H. W. Ferguson was convicted under an indictment which charged that in violation of 12 U.S.C.A. § 984 he unlawfully, wilfully, knowingly, and feloniously abstracted and converted to his own use monies belonging to the Dallas Joint Stock Land Bank of Dallas, Texas; and that in violation of 18 U.S.C.A. § 88 he conspired with one C. R. Craddock to commit such offense. On a former appeal by Ferguson the judgment of conviction was reversed and the cause was remanded because of errors in the court’s instructions to the jury. The case was then tried for a second time and the jury again returned a verdict of guilty on five counts of the indictment, and Ferguson was fined and sentenced to serve a term of eighteen months in the penitentiary.
The evidence in the record now before us is in substance the same as that contained in the record on the former appeal. It is, therefore, unnecessary to again state the facts and circumstances surrounding the questioned transaction. See Ferguson v. United States, 5 Cir., 112 F.2d 132, 134.
There is no merit in the contention that the court erred in refusing to instruct the jury to return a verdict of not guilty. When the case was here before we stated that Ferguson’s guilt depended on “whether the land became the land of the Bank in March, 1937; and if so, on whether Ferguson wilfully and knowingly abstracted monies, the proceeds of the land and belonging to the Bank, with intent to deprive the Bank of them. On all the evidence Ferguson was not entitled to an instructed verdict in his favor.” What was said then is applicable now.
The appellant attacks the testimony of Charles S. McCombs; a witness for the government. McCombs, who was attorney for the bank at the time the Berkman-Fowler transaction was consummated, testified that Ferguson instructed him to prepare a deed to S. K. Fowler for the benefit of the bank. Ferguson denied that he had given McCombs any such instruction, and in other particulars the testimony of these two witnesses is in sharp conflict. Ferguson contends that his was the correct testimony and that McCombs’ testimony should not be believed.

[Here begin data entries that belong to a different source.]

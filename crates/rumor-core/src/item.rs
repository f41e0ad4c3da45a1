use std::collections::BTreeSet;

use serde::{Deserialize, Serialize};

use crate::tokenizer::extract_keywords;

/// A candidate piece of content with its popularity signal.
///
/// `keywords` is always derived from `title`; use [`Item::set_title`] to
/// change the title so the two never disagree.
#[derive(Debug, Clone, PartialEq, Serialize)]
pub struct Item {
    pub id: String,
    title: String,
    pub url: String,
    pub raw_score: f64,
    pub created_at: u64,
    keywords: BTreeSet<String>,
}

impl Item {
    pub fn new(
        id: impl Into<String>,
        title: impl Into<String>,
        url: impl Into<String>,
        raw_score: f64,
        created_at: u64,
    ) -> Self {
        let title = title.into();
        let keywords = extract_keywords(&title);
        Self {
            id: id.into(),
            title,
            url: url.into(),
            raw_score,
            created_at,
            keywords,
        }
    }

    pub fn title(&self) -> &str {
        &self.title
    }

    pub fn keywords(&self) -> &BTreeSet<String> {
        &self.keywords
    }

    pub fn set_title(&mut self, title: impl Into<String>) {
        self.title = title.into();
        self.keywords = extract_keywords(&self.title);
    }

    pub fn has_keyword(&self, keyword: &str) -> bool {
        self.keywords.contains(keyword)
    }
}

/// Wire shape of an item; deserialising always goes through [`Item::new`]
/// so stored or queued keyword lists can never override the title.
#[derive(Deserialize)]
struct ItemFields {
    id: String,
    title: String,
    url: String,
    raw_score: f64,
    created_at: u64,
}

impl<'de> Deserialize<'de> for Item {
    fn deserialize<D: serde::Deserializer<'de>>(deserializer: D) -> Result<Self, D::Error> {
        let f = ItemFields::deserialize(deserializer)?;
        Ok(Item::new(f.id, f.title, f.url, f.raw_score, f.created_at))
    }
}

/// A keyword preference: the learned weight the scorer multiplies in.
#[derive(Debug, Clone, PartialEq, Serialize, Deserialize)]
pub struct Preference {
    pub keyword: String,
    pub weight: f64,
}

impl Preference {
    pub fn new(keyword: impl AsRef<str>, weight: f64) -> Self {
        Self {
            keyword: normalize_keyword(keyword.as_ref()),
            weight,
        }
    }
}

/// Instruction to persist a new weight for a keyword.
#[derive(Debug, Clone, PartialEq)]
pub struct PreferenceUpdate {
    pub keyword: String,
    pub weight: f64,
}

impl From<PreferenceUpdate> for Preference {
    fn from(u: PreferenceUpdate) -> Self {
        Preference {
            keyword: u.keyword,
            weight: u.weight,
        }
    }
}

/// Keys are stored lower-cased and trimmed.
pub fn normalize_keyword(keyword: &str) -> String {
    keyword.trim().to_lowercase()
}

The jury saw and heard the witnesses and apparently accepted McCombs’ version of the transaction in preference to that of Ferguson. It is sufficient to say that the credibility of the witnesses and the weight to be given to their testimony were questions exclusively for the jury, and that this court will not inquire into or measure the weight of the conflicting evidence. Crumpton v. United States, 138 U.S. 361, 11 S.Ct. 355, 34 L.Ed. 958; Riddle v. United States, 5 Cir., 279 F. 216; United States v. Manton, 2 Cir., 107 F.2d 834; Sanchez v. United States, 5 Cir., 108 F.2d 735; United States v. Glasser, 7 Cir., 116 F.2d 690.

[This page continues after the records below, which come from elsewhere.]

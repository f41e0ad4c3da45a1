/// Weight given to a keyword preference created without feedback history.
pub const DEFAULT_PREFERENCE_WEIGHT: f64 = 1.25;

/// Weight assumed for a keyword that has no stored preference yet.
pub const UNSEEN_KEYWORD_WEIGHT: f64 = 1.0;

/// Fixed step added to a keyword's weight for each engaged title containing it.
pub const FEEDBACK_INCREMENT: f64 = 0.25;

/// Queue batch sizes outside `MIN_BATCH_SIZE..=MAX_BATCH_SIZE` are rejected.
pub const MIN_BATCH_SIZE: usize = 1;
pub const MAX_BATCH_SIZE: usize = 10;

/// Partition value shared by every keyword preference.
pub const PREFERENCE_TYPE_KEYWORD: &str = "KEYWORD";

/// Schema version stamped on every persisted report.
pub const REPORT_VERSION: &str = "1";

/// Subject line used when publishing a report.
pub const REPORT_SUBJECT: &str = "Rumor Report";

/// Click analytics granularity used when looking for engagement.
pub const CLICK_UNIT: &str = "hour";
pub const CLICK_UNITS: u32 = 24;

/// Stored items expire after this multiple of the item max age.
pub const ITEM_TTL_FACTOR: u64 = 3;

pub const SECS_PER_HOUR: u64 = 3600;
pub const SECS_PER_DAY: u64 = 86_400;

/// Whether a queue batch size is acceptable.
pub fn valid_batch_size(batch_size: usize) -> bool {
    (MIN_BATCH_SIZE..=MAX_BATCH_SIZE).contains(&batch_size)
}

The appellant complains that the court again committed reversible error in its instructions to the jury, and that the erroneous instructions adverted to in our former opinion were in effect and substance given to the jury on the second trial. At the request of the defendant the court gave two special charges which stated the issues in a light most favorable to Ferguson. We have carefully read and considered the entire charge of the court, and have found that it contains no error prejudicial to the rights of this appellant.
Other errors assigned are without merit and do not require discussion here. There was substantial evidence before the jury on which to base a conviction. The judgment is affirmed.